Katryn Eske, a doctoral student at the University of Kentucky in Lexington, KY, says that she’s always had an interest in environmentally induced disease. When she was in elementary school, Katryn observed how man-made chemicals can affect human health. She also saw the contributions good nutrition made in ameliorating the condition and assisting in the recovery of her family member. These experiences cultivated an early interest in the role nutrition could play in treating environmentally induced disease.
Her interest in science led her to pursue a B.S. of Biochemistry at Messiah College in Grantham, PA, a program that integrated elements of nutrition into the core curriculum. In addition, the values emphasized at Messiah supported her growing interest in environmental justice.

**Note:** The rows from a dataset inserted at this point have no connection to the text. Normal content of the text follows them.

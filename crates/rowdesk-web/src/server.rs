// Copyright 2026 Phillip Cloud
// Licensed under the Apache License, Version 2.0

use anyhow::{Context, Result, anyhow, bail};
use axum::Router;
use axum::extract::{Form, Path, Query, State};
use axum::http::{HeaderMap, HeaderValue, StatusCode, header};
use axum::response::{Html, IntoResponse, Redirect, Response};
use axum::routing::{get, post};
use rowdesk_app::{
    ColumnName, Descriptor, GridView, SortDirection, TabCommand, TabEvent, TabState, TableName,
};
use std::collections::btree_map::Entry;
use std::collections::{BTreeMap, HashMap};
use std::fmt;
use std::net::SocketAddr;
use std::sync::{Arc, Mutex, MutexGuard};
use std::time::{Duration, Instant};
use tracing::{debug, info, warn};
use uuid::Uuid;

use crate::render::{Renderer, TabLink};
use crate::runtime::TableRuntime;
use crate::tab::{EventRegistry, TableTab};
use crate::wiring::{TabInput, handle_event};

pub const SESSION_COOKIE: &str = "rowdesk_session";

pub type SharedRuntime = Arc<Mutex<dyn TableRuntime + Send>>;

/// Sessions idle longer than this are dropped on the next request.
pub const SESSION_IDLE_TIMEOUT: Duration = Duration::from_secs(30 * 60);
pub const MAX_SESSIONS: usize = 256;

#[derive(Debug)]
pub enum WebError {
    NotFound(String),
    BadRequest(anyhow::Error),
    Internal(anyhow::Error),
}

impl fmt::Display for WebError {
    fn fmt(&self, f: &mut fmt::Formatter<'_>) -> fmt::Result {
        match self {
            Self::NotFound(message) => f.write_str(message),
            Self::BadRequest(error) | Self::Internal(error) => write!(f, "{error:#}"),
        }
    }
}

impl std::error::Error for WebError {}

impl From<anyhow::Error> for WebError {
    fn from(error: anyhow::Error) -> Self {
        Self::Internal(error)
    }
}

impl IntoResponse for WebError {
    fn into_response(self) -> Response {
        match self {
            Self::NotFound(message) => (StatusCode::NOT_FOUND, message).into_response(),
            Self::BadRequest(error) => {
                (StatusCode::BAD_REQUEST, format!("{error:#}")).into_response()
            }
            Self::Internal(error) => {
                warn!(error = %format!("{error:#}"), "request failed");
                (StatusCode::INTERNAL_SERVER_ERROR, format!("{error:#}")).into_response()
            }
        }
    }
}

struct Session {
    tabs: BTreeMap<TableName, TabState>,
    last_seen: Instant,
}

/// Per-browser tab states, bounded by idle time and count.
struct Sessions {
    entries: HashMap<Uuid, Session>,
    idle_timeout: Duration,
    capacity: usize,
}

impl Sessions {
    fn new(idle_timeout: Duration, capacity: usize) -> Self {
        Self {
            entries: HashMap::new(),
            idle_timeout,
            capacity: capacity.max(1),
        }
    }

    /// Drops idle sessions, evicts the least recently seen ones while at
    /// capacity, then returns `id`'s session marked as seen `now`.
    fn touch(&mut self, id: Uuid, now: Instant) -> &mut Session {
        let idle_timeout = self.idle_timeout;
        let before = self.entries.len();
        self.entries
            .retain(|_, session| now.saturating_duration_since(session.last_seen) < idle_timeout);
        if !self.entries.contains_key(&id) {
            while self.entries.len() >= self.capacity {
                let Some(oldest) = self
                    .entries
                    .iter()
                    .min_by_key(|(_, session)| session.last_seen)
                    .map(|(id, _)| *id)
                else {
                    break;
                };
                self.entries.remove(&oldest);
            }
        }
        let dropped = before - self.entries.len();
        if dropped > 0 {
            debug!(dropped, remaining = self.entries.len(), "pruned sessions");
        }

        let session = self.entries.entry(id).or_insert_with(|| Session {
            tabs: BTreeMap::new(),
            last_seen: now,
        });
        session.last_seen = now;
        session
    }
}

struct Shared {
    title: String,
    runtime: SharedRuntime,
    tabs: Vec<TableTab>,
    registry: EventRegistry,
    renderer: Renderer,
    sessions: Mutex<Sessions>,
}

/// Tabs, registry and runtime shared by every request, plus the per-session
/// tab states.
#[derive(Clone)]
pub struct AppState {
    shared: Arc<Shared>,
}

impl AppState {
    pub fn new(
        title: impl Into<String>,
        runtime: SharedRuntime,
        tabs: Vec<TableTab>,
        registry: EventRegistry,
    ) -> Result<Self> {
        if tabs.is_empty() {
            bail!("no tables to show -- add a [[tabs]] entry or point the config at a non-empty database");
        }
        Ok(Self {
            shared: Arc::new(Shared {
                title: title.into(),
                runtime,
                tabs,
                registry,
                renderer: Renderer::new()?,
                sessions: Mutex::new(Sessions::new(SESSION_IDLE_TIMEOUT, MAX_SESSIONS)),
            }),
        })
    }

    /// Replaces the session idle timeout and capacity. Call before sharing
    /// the state with the router.
    pub fn with_session_limits(self, idle_timeout: Duration, capacity: usize) -> Result<Self> {
        {
            let mut sessions = lock(&self.shared.sessions)?;
            sessions.idle_timeout = idle_timeout;
            sessions.capacity = capacity.max(1);
        }
        Ok(self)
    }

    pub fn session_count(&self) -> Result<usize> {
        Ok(lock(&self.shared.sessions)?.entries.len())
    }

    pub fn tabs(&self) -> &[TableTab] {
        &self.shared.tabs
    }

    pub fn first_href(&self) -> String {
        self.shared
            .tabs
            .first()
            .map(TableTab::href)
            .unwrap_or_else(|| "/".to_owned())
    }

    /// Applies any grid view carried by `query`, then renders the page.
    pub fn render_tab(
        &self,
        session: Uuid,
        table: &str,
        query: &[(String, String)],
    ) -> Result<String, WebError> {
        let tab = self.find_tab(table)?;
        let view = if query.is_empty() {
            None
        } else {
            Some(parse_view(tab.descriptor(), query).map_err(WebError::BadRequest)?)
        };

        let layout = {
            let mut sessions = lock(&self.shared.sessions)?;
            let mut runtime = lock(&self.shared.runtime)?;
            let state = session_tab(&mut sessions, session, tab, &mut *runtime)?;
            if let Some(view) = view {
                state.dispatch(TabCommand::SetView(view))?;
            }
            let options = tab.dropdown_options(&mut *runtime)?;
            tab.layout(state, &options)
        };

        let links = self
            .shared
            .tabs
            .iter()
            .map(|candidate| TabLink {
                table: candidate.table().to_string(),
                href: candidate.href(),
                active: candidate.table() == tab.table(),
            })
            .collect::<Vec<_>>();
        Ok(self
            .shared
            .renderer
            .render_page(&self.shared.title, &links, &layout)?)
    }

    /// Resolves the posted trigger and runs it against the session's tab.
    pub fn post_event(
        &self,
        session: Uuid,
        table: &str,
        fields: &[(String, String)],
    ) -> Result<Vec<TabEvent>, WebError> {
        let tab = self.find_tab(table)?;
        let trigger = fields
            .iter()
            .find(|(name, _)| name == "trigger")
            .map(|(_, value)| value.as_str())
            .ok_or_else(|| WebError::BadRequest(anyhow!("event is missing its trigger field")))?;
        let Some((owner, control)) = self.shared.registry.resolve(trigger) else {
            return Err(WebError::BadRequest(anyhow!("unknown control id `{trigger}`")));
        };
        if owner != tab.table() {
            return Err(WebError::BadRequest(anyhow!(
                "control `{trigger}` belongs to tab `{owner}`, not `{table}`"
            )));
        }
        let input = TabInput::from_fields(fields).map_err(WebError::BadRequest)?;

        let mut sessions = lock(&self.shared.sessions)?;
        let mut runtime = lock(&self.shared.runtime)?;
        let state = session_tab(&mut sessions, session, tab, &mut *runtime)?;
        let events = handle_event(tab, state, &mut *runtime, control, input)?;
        debug!(table = %tab.table(), trigger, events = events.len(), "event handled");
        Ok(events)
    }

    fn find_tab(&self, table: &str) -> Result<&TableTab, WebError> {
        self.shared
            .tabs
            .iter()
            .find(|tab| tab.table().as_str() == table)
            .ok_or_else(|| WebError::NotFound(format!("no tab for table `{table}`")))
    }
}

fn lock<T: ?Sized>(mutex: &Mutex<T>) -> Result<MutexGuard<'_, T>> {
    mutex
        .lock()
        .map_err(|_| anyhow!("shared state lock poisoned by an earlier panic"))
}

fn session_tab<'a>(
    sessions: &'a mut Sessions,
    id: Uuid,
    tab: &TableTab,
    runtime: &mut dyn TableRuntime,
) -> Result<&'a mut TabState> {
    let session = sessions.touch(id, Instant::now());
    match session.tabs.entry(tab.table().clone()) {
        Entry::Occupied(entry) => Ok(entry.into_mut()),
        Entry::Vacant(entry) => {
            let state = tab.initial_state(runtime)?;
            Ok(entry.insert(state))
        }
    }
}

/// Reads `sort`, `dir`, `filter.{col}` and `page`. Blank filters are dropped.
pub fn parse_view(descriptor: &Descriptor, query: &[(String, String)]) -> Result<GridView> {
    let known = |name: &str| -> Result<ColumnName> {
        if descriptor.column(name).is_none() {
            bail!("`{name}` is not a column of `{}`", descriptor.table());
        }
        ColumnName::parse(name)
    };

    let mut view = GridView::default();
    let mut sort = None;
    let mut direction = SortDirection::Asc;
    for (name, value) in query {
        match name.as_str() {
            "sort" if !value.is_empty() => sort = Some(known(value)?),
            "dir" => {
                direction = SortDirection::parse(value)
                    .with_context(|| format!("sort direction {value:?} must be asc or desc"))?;
            }
            "page" if !value.is_empty() => {
                view.page = value
                    .parse()
                    .with_context(|| format!("page {value:?} is not a page number"))?;
            }
            _ => {
                if let Some(column) = name.strip_prefix("filter.")
                    && !value.trim().is_empty()
                {
                    view.filters.insert(known(column)?, value.clone());
                }
            }
        }
    }
    view.sort = sort.map(|column| (column, direction));
    Ok(view)
}

/// Session id from the request cookie, or a fresh one plus its
/// `Set-Cookie` header.
pub fn session_from(headers: &HeaderMap) -> (Uuid, Option<HeaderValue>) {
    let existing = headers
        .get_all(header::COOKIE)
        .iter()
        .filter_map(|value| value.to_str().ok())
        .flat_map(|value| value.split(';'))
        .filter_map(|pair| {
            pair.trim()
                .strip_prefix(SESSION_COOKIE)
                .and_then(|rest| rest.strip_prefix('='))
        })
        .find_map(|id| Uuid::parse_str(id).ok());
    if let Some(id) = existing {
        return (id, None);
    }

    let id = Uuid::new_v4();
    let cookie = HeaderValue::from_str(&format!(
        "{SESSION_COOKIE}={id}; Path=/; HttpOnly; SameSite=Lax"
    ))
    .ok();
    (id, cookie)
}

fn with_cookie(mut response: Response, cookie: Option<HeaderValue>) -> Response {
    if let Some(cookie) = cookie {
        response.headers_mut().insert(header::SET_COOKIE, cookie);
    }
    response
}

pub fn router(state: AppState) -> Router {
    Router::new()
        .route("/", get(index))
        .route("/tabs/:table", get(show_tab))
        .route("/tabs/:table/events", post(post_event))
        .with_state(state)
}

async fn index(State(state): State<AppState>) -> Redirect {
    Redirect::to(&state.first_href())
}

async fn show_tab(
    State(state): State<AppState>,
    Path(table): Path<String>,
    Query(query): Query<Vec<(String, String)>>,
    headers: HeaderMap,
) -> Result<Response, WebError> {
    let (session, cookie) = session_from(&headers);
    let html = state.render_tab(session, &table, &query)?;
    Ok(with_cookie(Html(html).into_response(), cookie))
}

async fn post_event(
    State(state): State<AppState>,
    Path(table): Path<String>,
    headers: HeaderMap,
    Form(fields): Form<Vec<(String, String)>>,
) -> Result<Response, WebError> {
    let (session, cookie) = session_from(&headers);
    state.post_event(session, &table, &fields)?;
    // Post/redirect/get: the browser re-reads the tab with a 303.
    let redirect = Redirect::to(&format!("/tabs/{table}"));
    Ok(with_cookie(redirect.into_response(), cookie))
}

pub async fn serve(state: AppState, bind: SocketAddr) -> Result<()> {
    let listener = tokio::net::TcpListener::bind(bind)
        .await
        .with_context(|| format!("bind http listener on {bind}"))?;
    info!(address = %bind, tabs = state.tabs().len(), "serving");
    axum::serve(listener, router(state))
        .with_graceful_shutdown(shutdown_signal())
        .await
        .context("run http server")
}

async fn shutdown_signal() {
    if let Err(error) = tokio::signal::ctrl_c().await {
        warn!(%error, "listen for shutdown signal");
        return;
    }
    info!("shutting down");
}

Following the completion of her undergraduate education, Katryn took a break from academic study and developed her skills as a scientist while working as a technician on a pharmacogenomics project at the Medical College of Wisconsin. She then joined the laboratory of Dr. Bernhard Hennig as a Ph.D. student in the Graduate Center for Nutritional Sciences at the University of Kentucky. As part of Dr. Hennig’s lab, she is excited to study the use of omega-3 fatty acids in the prevention of polychlorinated biphenyl- induced cardiovascular disease.
After she completes her Ph.D., Katryn would like to continue to focus on prevention of environmentally induced diseases, which may include further education in public health.